**Work item**:
Start at the top and transcribe every record through the final line exactly.

──────── Data provided ────────

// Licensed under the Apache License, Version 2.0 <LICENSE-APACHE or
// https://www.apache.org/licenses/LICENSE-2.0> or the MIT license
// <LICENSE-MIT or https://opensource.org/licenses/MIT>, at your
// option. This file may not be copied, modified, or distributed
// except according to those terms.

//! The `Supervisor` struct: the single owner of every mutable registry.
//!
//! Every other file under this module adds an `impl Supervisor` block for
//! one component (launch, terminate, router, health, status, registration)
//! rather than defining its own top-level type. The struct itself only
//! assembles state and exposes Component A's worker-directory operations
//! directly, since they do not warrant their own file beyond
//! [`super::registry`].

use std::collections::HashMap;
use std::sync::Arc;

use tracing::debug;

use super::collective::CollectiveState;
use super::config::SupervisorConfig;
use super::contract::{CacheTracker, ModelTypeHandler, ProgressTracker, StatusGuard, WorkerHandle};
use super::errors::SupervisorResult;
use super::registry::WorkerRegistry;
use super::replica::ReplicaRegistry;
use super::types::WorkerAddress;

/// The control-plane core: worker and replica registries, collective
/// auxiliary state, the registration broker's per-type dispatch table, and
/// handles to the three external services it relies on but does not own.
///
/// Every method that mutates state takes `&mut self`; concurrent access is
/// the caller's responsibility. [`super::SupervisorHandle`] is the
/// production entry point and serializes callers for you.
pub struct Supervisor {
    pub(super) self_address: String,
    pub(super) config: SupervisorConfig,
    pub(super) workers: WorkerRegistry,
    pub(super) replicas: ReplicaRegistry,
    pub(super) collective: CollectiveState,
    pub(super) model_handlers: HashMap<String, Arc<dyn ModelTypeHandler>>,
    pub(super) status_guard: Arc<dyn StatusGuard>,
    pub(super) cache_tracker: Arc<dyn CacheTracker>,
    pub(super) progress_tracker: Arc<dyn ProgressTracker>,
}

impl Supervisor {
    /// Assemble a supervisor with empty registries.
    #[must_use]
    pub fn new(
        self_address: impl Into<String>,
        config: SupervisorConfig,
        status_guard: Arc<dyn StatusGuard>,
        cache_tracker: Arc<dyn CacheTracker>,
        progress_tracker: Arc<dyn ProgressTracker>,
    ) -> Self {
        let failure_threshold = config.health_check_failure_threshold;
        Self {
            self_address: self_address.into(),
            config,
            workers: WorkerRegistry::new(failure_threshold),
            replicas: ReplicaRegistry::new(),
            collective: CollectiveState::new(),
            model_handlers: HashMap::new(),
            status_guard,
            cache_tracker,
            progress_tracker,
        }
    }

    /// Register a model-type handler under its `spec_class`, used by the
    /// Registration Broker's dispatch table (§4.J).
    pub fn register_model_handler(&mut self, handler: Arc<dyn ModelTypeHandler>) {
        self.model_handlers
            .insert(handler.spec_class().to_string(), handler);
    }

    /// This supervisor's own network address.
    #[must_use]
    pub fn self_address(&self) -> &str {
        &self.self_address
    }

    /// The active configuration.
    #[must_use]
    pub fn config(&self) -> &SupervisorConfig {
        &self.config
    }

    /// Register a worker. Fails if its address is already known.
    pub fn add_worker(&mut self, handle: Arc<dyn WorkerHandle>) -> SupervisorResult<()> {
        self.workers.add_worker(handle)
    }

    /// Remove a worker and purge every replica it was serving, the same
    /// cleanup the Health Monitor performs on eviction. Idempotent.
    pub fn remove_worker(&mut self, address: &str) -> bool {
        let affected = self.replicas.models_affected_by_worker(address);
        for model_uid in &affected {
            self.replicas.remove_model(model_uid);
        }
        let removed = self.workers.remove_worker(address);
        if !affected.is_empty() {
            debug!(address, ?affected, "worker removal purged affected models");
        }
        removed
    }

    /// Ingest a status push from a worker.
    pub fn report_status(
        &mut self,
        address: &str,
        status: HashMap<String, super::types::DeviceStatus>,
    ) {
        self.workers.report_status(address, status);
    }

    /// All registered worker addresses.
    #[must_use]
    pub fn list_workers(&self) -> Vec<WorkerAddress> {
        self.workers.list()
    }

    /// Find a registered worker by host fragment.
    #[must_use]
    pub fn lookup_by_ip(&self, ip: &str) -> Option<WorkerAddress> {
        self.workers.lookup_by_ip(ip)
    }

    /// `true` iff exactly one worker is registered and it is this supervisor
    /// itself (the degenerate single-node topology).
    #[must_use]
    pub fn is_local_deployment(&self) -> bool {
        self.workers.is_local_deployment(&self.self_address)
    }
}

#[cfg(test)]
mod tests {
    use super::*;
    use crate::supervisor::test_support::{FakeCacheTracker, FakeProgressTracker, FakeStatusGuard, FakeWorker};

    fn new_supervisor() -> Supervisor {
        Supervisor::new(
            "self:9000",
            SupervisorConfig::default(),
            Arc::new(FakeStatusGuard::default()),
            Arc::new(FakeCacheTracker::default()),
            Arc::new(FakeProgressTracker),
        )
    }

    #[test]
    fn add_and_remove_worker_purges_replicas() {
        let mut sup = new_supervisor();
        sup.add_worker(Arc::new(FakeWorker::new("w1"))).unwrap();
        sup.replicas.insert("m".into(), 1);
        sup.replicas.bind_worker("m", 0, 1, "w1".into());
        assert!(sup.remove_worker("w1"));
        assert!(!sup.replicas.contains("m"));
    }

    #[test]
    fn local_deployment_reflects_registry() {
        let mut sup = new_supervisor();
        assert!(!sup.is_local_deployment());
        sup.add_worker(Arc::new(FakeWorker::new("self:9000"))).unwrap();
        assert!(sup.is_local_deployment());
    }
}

────────

**Answer for this exercise**:
// Licensed under the Apache License, Version 2.0 <LICENSE-APACHE or
// https://www.apache.org/licenses/LICENSE-2.0> or the MIT license
// <LICENSE-MIT or https://opensource.org/licenses/MIT>, at your
// option. This file may not be copied, modified, or distributed
// except according to those terms.

//! The `Supervisor` struct: the single owner of every mutable registry.
//!
//! Every other file under this module adds an `impl Supervisor` block for
//! one component (launch, terminate, router, health, status, registration)
//! rather than defining its own top-level type. The struct itself only
//! assembles state and exposes Component A's worker-directory operations
//! directly, since they do not warrant their own file beyond
//! [`super::registry`].

use std::collections::HashMap;
use std::sync::Arc;

use tracing::debug;

use super::collective::CollectiveState;
use super::config::SupervisorConfig;
use super::contract::{CacheTracker, ModelTypeHandler, ProgressTracker, StatusGuard, WorkerHandle};
use super::errors::SupervisorResult;
use super::registry::WorkerRegistry;
use super::replica::ReplicaRegistry;
use super::types::WorkerAddress;

/// The control-plane core: worker and replica registries, collective
/// auxiliary state, the registration broker's per-type dispatch table, and
/// handles to the three external services it relies on but does not own.
///
/// Every method that mutates state takes `&mut self`; concurrent access is
/// the caller's responsibility. [`super::SupervisorHandle`] is the
/// production entry point and serializes callers for you.
pub struct Supervisor {
    pub(super) self_address: String,
    pub(super) config: SupervisorConfig,
    pub(super) workers: WorkerRegistry,
    pub(super) replicas: ReplicaRegistry,
    pub(super) collective: CollectiveState,
    pub(super) model_handlers: HashMap<String, Arc<dyn ModelTypeHandler>>,
    pub(super) status_guard: Arc<dyn StatusGuard>,
    pub(super) cache_tracker: Arc<dyn CacheTracker>,
    pub(super) progress_tracker: Arc<dyn ProgressTracker>,
}

impl Supervisor {
    /// Assemble a supervisor with empty registries.
    #[must_use]
    pub fn new(
        self_address: impl Into<String>,
        config: SupervisorConfig,
        status_guard: Arc<dyn StatusGuard>,
        cache_tracker: Arc<dyn CacheTracker>,
        progress_tracker: Arc<dyn ProgressTracker>,
    ) -> Self {
        let failure_threshold = config.health_check_failure_threshold;
        Self {
            self_address: self_address.into(),
            config,
            workers: WorkerRegistry::new(failure_threshold),
            replicas: ReplicaRegistry::new(),
            collective: CollectiveState::new(),
            model_handlers: HashMap::new(),
            status_guard,
            cache_tracker,
            progress_tracker,
        }
    }

    /// Register a model-type handler under its `spec_class`, used by the
    /// Registration Broker's dispatch table (§4.J).
    pub fn register_model_handler(&mut self, handler: Arc<dyn ModelTypeHandler>) {
        self.model_handlers
            .insert(handler.spec_class().to_string(), handler);
    }

    /// This supervisor's own network address.
    #[must_use]
    pub fn self_address(&self) -> &str {
        &self.self_address
    }

    /// The active configuration.
    #[must_use]
    pub fn config(&self) -> &SupervisorConfig {
        &self.config
    }

    /// Register a worker. Fails if its address is already known.
    pub fn add_worker(&mut self, handle: Arc<dyn WorkerHandle>) -> SupervisorResult<()> {
        self.workers.add_worker(handle)
    }

    /// Remove a worker and purge every replica it was serving, the same
    /// cleanup the Health Monitor performs on eviction. Idempotent.
    pub fn remove_worker(&mut self, address: &str) -> bool {
        let affected = self.replicas.models_affected_by_worker(address);
        for model_uid in &affected {
            self.replicas.remove_model(model_uid);
        }
        let removed = self.workers.remove_worker(address);
        if !affected.is_empty() {
            debug!(address, ?affected, "worker removal purged affected models");
        }
        removed
    }

    /// Ingest a status push from a worker.
    pub fn report_status(
        &mut self,
        address: &str,
        status: HashMap<String, super::types::DeviceStatus>,
    ) {
        self.workers.report_status(address, status);
    }

    /// All registered worker addresses.
    #[must_use]
    pub fn list_workers(&self) -> Vec<WorkerAddress> {
        self.workers.list()
    }

    /// Find a registered worker by host fragment.
    #[must_use]
    pub fn lookup_by_ip(&self, ip: &str) -> Option<WorkerAddress> {
        self.workers.lookup_by_ip(ip)
    }

    /// `true` iff exactly one worker is registered and it is this supervisor
    /// itself (the degenerate single-node topology).
    #[must_use]
    pub fn is_local_deployment(&self) -> bool {
        self.workers.is_local_deployment(&self.self_address)
    }
}

#[cfg(test)]
mod tests {
    use super::*;
    use crate::supervisor::test_support::{FakeCacheTracker, FakeProgressTracker, FakeStatusGuard, FakeWorker};

    fn new_supervisor() -> Supervisor {
        Supervisor::new(
            "self:9000",
            SupervisorConfig::default(),
            Arc::new(FakeStatusGuard::default()),
            Arc::new(FakeCacheTracker::default()),
            Arc::new(FakeProgressTracker),
        )
    }

    #[test]
    fn add_and_remove_worker_purges_replicas() {
        let mut sup = new_supervisor();
        sup.add_worker(Arc::new(FakeWorker::new("w1"))).unwrap();
        sup.replicas.insert("m".into(), 1);
        sup.replicas.bind_worker("m", 0, 1, "w1".into());
        assert!(sup.remove_worker("w1"));
        assert!(!sup.replicas.contains("m"));
    }

    #[test]
    fn local_deployment_reflects_registry() {
        let mut sup = new_supervisor();
        assert!(!sup.is_local_deployment());
        sup.add_worker(Arc::new(FakeWorker::new("self:9000"))).unwrap();
        assert!(sup.is_local_deployment());
    }
}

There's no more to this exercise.